What this calculator does

A mortgage payment calculator turns a large borrowing decision into monthly numbers you can compare. Enter the property price, deposit, rate and term to estimate the repayment on a capital and interest mortgage.

Formula used

The calculator uses the standard amortisation formula: monthly payment equals principal multiplied by the monthly rate, multiplied by one plus the monthly rate to the power of the number of payments, divided by that same power minus one.

How to read the result

The monthly payment is principal and interest only.

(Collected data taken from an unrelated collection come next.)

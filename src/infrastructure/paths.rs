//! Storage location resolution.
//!
//! This module decides where Fluxline keeps its persisted state on the local
//! machine and names the individual files inside that directory.

use std::path::PathBuf;

/// File holding the serialized item list, a plain JSON array.
pub const DATA_FILE_NAME: &str = "fluxline-data.json";

/// File holding the persisted theme flag.
pub const THEME_FILE_NAME: &str = "fluxline-theme.json";

/// File the tracing subscriber appends formatted log lines to.
pub const LOG_FILE_NAME: &str = "fluxline.log";

/// Returns the default data directory for Fluxline storage.
///
/// Resolves to `fluxline` inside the platform data directory (for example
/// `~/.local/share/fluxline` on Linux). When the platform directory cannot be
/// determined, a `fluxline` directory relative to the working directory is
/// used instead.
///
/// # Examples
///
/// ```
/// use fluxline::infrastructure::default_data_dir;
///
/// let dir = default_data_dir();
/// assert!(dir.ends_with("fluxline"));
/// ```
#[must_use]
pub fn default_data_dir() -> PathBuf {
    dirs::data_dir()
        .map(|dir| dir.join("fluxline"))
        .unwrap_or_else(|| PathBuf::from("./fluxline"))
}
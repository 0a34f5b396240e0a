//! Storage backend abstraction.
//!
//! This module defines the [`ItemStore`] trait that abstracts over item
//! persistence. The engine talks to storage exclusively through this trait,
//! which keeps the event handler testable against in-memory substitutes.
//!
//! # Design Philosophy
//!
//! The trait is minimal and focused on the operations the launcher actually
//! performs. Mutations update the in-memory list first and then persist;
//! a failed write never rolls back the in-memory change, which stays
//! authoritative until a later save succeeds.

use crate::domain::error::Result;
use crate::domain::item::{Item, ItemDraft};
use crate::ui::theme::ThemeFlag;

/// Abstraction over item persistence backends.
///
/// Implementations own the canonical ordered item list and the persisted
/// theme flag. Order is insertion order with the most recently added item
/// first.
///
/// # Implementations
///
/// - [`JsonStore`](crate::storage::JsonStore): JSON files with atomic writes (default)
pub trait ItemStore: Send {
    /// Returns the canonical ordered item list.
    fn items(&self) -> &[Item];

    /// Creates an item from the draft and inserts it at the front of the list.
    ///
    /// A fresh unique identifier is assigned; a collision with an existing
    /// identifier triggers regeneration, so uniqueness holds even after
    /// imports brought in arbitrary identifiers. The change is persisted and
    /// the updated list is returned.
    fn add(&mut self, draft: ItemDraft) -> &[Item];

    /// Removes the item with the given identifier.
    ///
    /// An identifier with no matching item is a logged no-op. The change is
    /// persisted and the updated list is returned.
    fn remove(&mut self, id: &str) -> &[Item];

    /// Replaces the entire item list, used by bulk import.
    ///
    /// Identifiers in the new list are taken as given. The change is
    /// persisted and the updated list is returned.
    fn replace_all(&mut self, items: Vec<Item>) -> &[Item];

    /// Writes pending changes to the backing files.
    ///
    /// # Errors
    ///
    /// Returns an error if serialization or the file write fails. The
    /// in-memory state is unaffected.
    fn persist(&mut self) -> Result<()>;

    /// Returns the persisted theme flag.
    fn theme(&self) -> ThemeFlag;

    /// Updates and persists the theme flag.
    fn set_theme(&mut self, theme: ThemeFlag);
}
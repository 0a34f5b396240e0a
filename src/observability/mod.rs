//! Structured logging with file-based output.
//!
//! This module provides the tracing infrastructure for the engine. Spans and
//! events emitted throughout the crate are filtered, formatted as plain
//! text, and appended to a log file in the data directory for offline
//! debugging.
//!
//! # Configuration
//!
//! Trace level is controlled via:
//! 1. `RUST_LOG` environment variable (highest priority)
//! 2. `trace_level` config option
//! 3. Default: `"info"`
//!
//! # Usage
//!
//! Initialize tracing early in the host lifecycle:
//!
//! ```no_run
//! use fluxline::observability::init_tracing;
//! use fluxline::Config;
//!
//! let config = Config::default();
//! init_tracing(&config);
//!
//! tracing::debug!("engine initialized");
//! ```
//!
//! # Modules
//!
//! - [`init`]: Tracing initialization and subscriber setup

mod init;

pub use init::init_tracing;
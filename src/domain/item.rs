//! Item domain model and operations.
//!
//! This module defines the core `Item` type representing one launchable bookmark
//! in the constellation, together with the [`ItemDraft`] form payload used to
//! create new items and the [`IconKind`] classification consumed by renderers.

use serde::{Deserialize, Serialize};

/// Glyph shown for items that carry no icon of their own.
const FALLBACK_GLYPH: &str = "✨";

/// Represents a single launchable entry in the constellation.
///
/// Items are bookmark-like records: a link plus the metadata used for fuzzy
/// search and display. All fields are plain strings; fields that were absent
/// in an imported payload deserialize to the empty string.
///
/// # Fields
///
/// - `id`: Opaque unique identifier, stable for the lifetime of the item
/// - `name`: Display name shown on the node
/// - `tags`: Free-form tag text, searchable
/// - `url`: Link opened on activation
/// - `icon`: Image URL or glyph; empty means the default glyph
/// - `group`: Free-form grouping label, searchable
/// - `description`: Longer caption text, searchable
#[derive(Debug, Clone, PartialEq, Eq, Serialize, Deserialize)]
pub struct Item {
    #[serde(default)]
    pub id: String,
    #[serde(default)]
    pub name: String,
    #[serde(default)]
    pub tags: String,
    #[serde(default)]
    pub url: String,
    #[serde(default)]
    pub icon: String,
    #[serde(default)]
    pub group: String,
    #[serde(default)]
    pub description: String,
}

/// Classification of an item's `icon` field.
///
/// Renderers use this to decide between an `<img>`-style node icon and a
/// plain text glyph.
#[derive(Debug, Clone, Copy, PartialEq, Eq)]
pub enum IconKind {
    /// The icon value is a fetchable image location.
    Image,
    /// The icon value is literal glyph text (possibly the fallback).
    Glyph,
}

/// User-supplied fields for a new item, before an identifier is assigned.
///
/// Drafts carry everything the add form collects. [`Item::from_draft`] turns a
/// draft into a stored item by attaching a freshly generated identifier.
#[derive(Debug, Clone, Default, PartialEq, Eq)]
pub struct ItemDraft {
    pub name: String,
    pub tags: String,
    pub url: String,
    pub icon: String,
    pub group: String,
    pub description: String,
}

impl Item {
    /// Creates a new item from a draft with a freshly generated identifier.
    ///
    /// The identifier is a random UUID v4, formatted as a hyphenated string.
    /// Draft fields are taken verbatim.
    ///
    /// # Examples
    ///
    /// ```
    /// use fluxline::{Item, ItemDraft};
    ///
    /// let draft = ItemDraft {
    ///     name: "Weather".to_string(),
    ///     url: "https://weather.example".to_string(),
    ///     ..ItemDraft::default()
    /// };
    /// let item = Item::from_draft(draft);
    /// assert_eq!(item.name, "Weather");
    /// assert!(!item.id.is_empty());
    /// ```
    #[must_use]
    pub fn from_draft(draft: ItemDraft) -> Self {
        Self {
            id: uuid::Uuid::new_v4().to_string(),
            name: draft.name,
            tags: draft.tags,
            url: draft.url,
            icon: draft.icon,
            group: draft.group,
            description: draft.description,
        }
    }

    /// Classifies the icon field as an image location or glyph text.
    ///
    /// An icon counts as an image when it starts with `http://`, `https://`,
    /// or the protocol-relative `//`. Everything else, including an empty
    /// value, is glyph text.
    #[must_use]
    pub fn icon_kind(&self) -> IconKind {
        if !self.icon.is_empty()
            && (self.icon.starts_with("http://")
                || self.icon.starts_with("https://")
                || self.icon.starts_with("//"))
        {
            IconKind::Image
        } else {
            IconKind::Glyph
        }
    }

    /// Returns the effective icon value to render.
    ///
    /// For glyph icons an empty value falls back to the default glyph; image
    /// icons are returned as-is.
    #[must_use]
    pub fn icon_value(&self) -> &str {
        if self.icon.is_empty() {
            FALLBACK_GLYPH
        } else {
            &self.icon
        }
    }

    /// Returns the caption text shown under the node title.
    ///
    /// The description wins when present; otherwise the group label is used.
    /// May be empty, in which case renderers skip the caption line.
    #[must_use]
    pub fn caption(&self) -> &str {
        if self.description.is_empty() {
            &self.group
        } else {
            &self.description
        }
    }
}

Home insurance, service charge, ground rent, taxes, product fees and early repayment charges are separate costs, so affordability should always include a wider budget view.

Assumptions

  • Assumes a repayment mortgage, not interest-only.
  • Assumes a fixed interest rate for the full term.
  • Does not include fees, insurance, tax, service charges or overpayments.

Sources and checks

Source links are included so you can check important formulas, thresholds and assumptions.

Frequently asked questions

What is loan-to-value?

Loan-to-value, or LTV, is the mortgage amount divided by the property value. A lower LTV usually means more equity and may qualify for better rates.

Why does the term change interest so much?

A longer term spreads payments out, which lowers the monthly payment, but interest accrues for more months. That usually raises the total interest paid.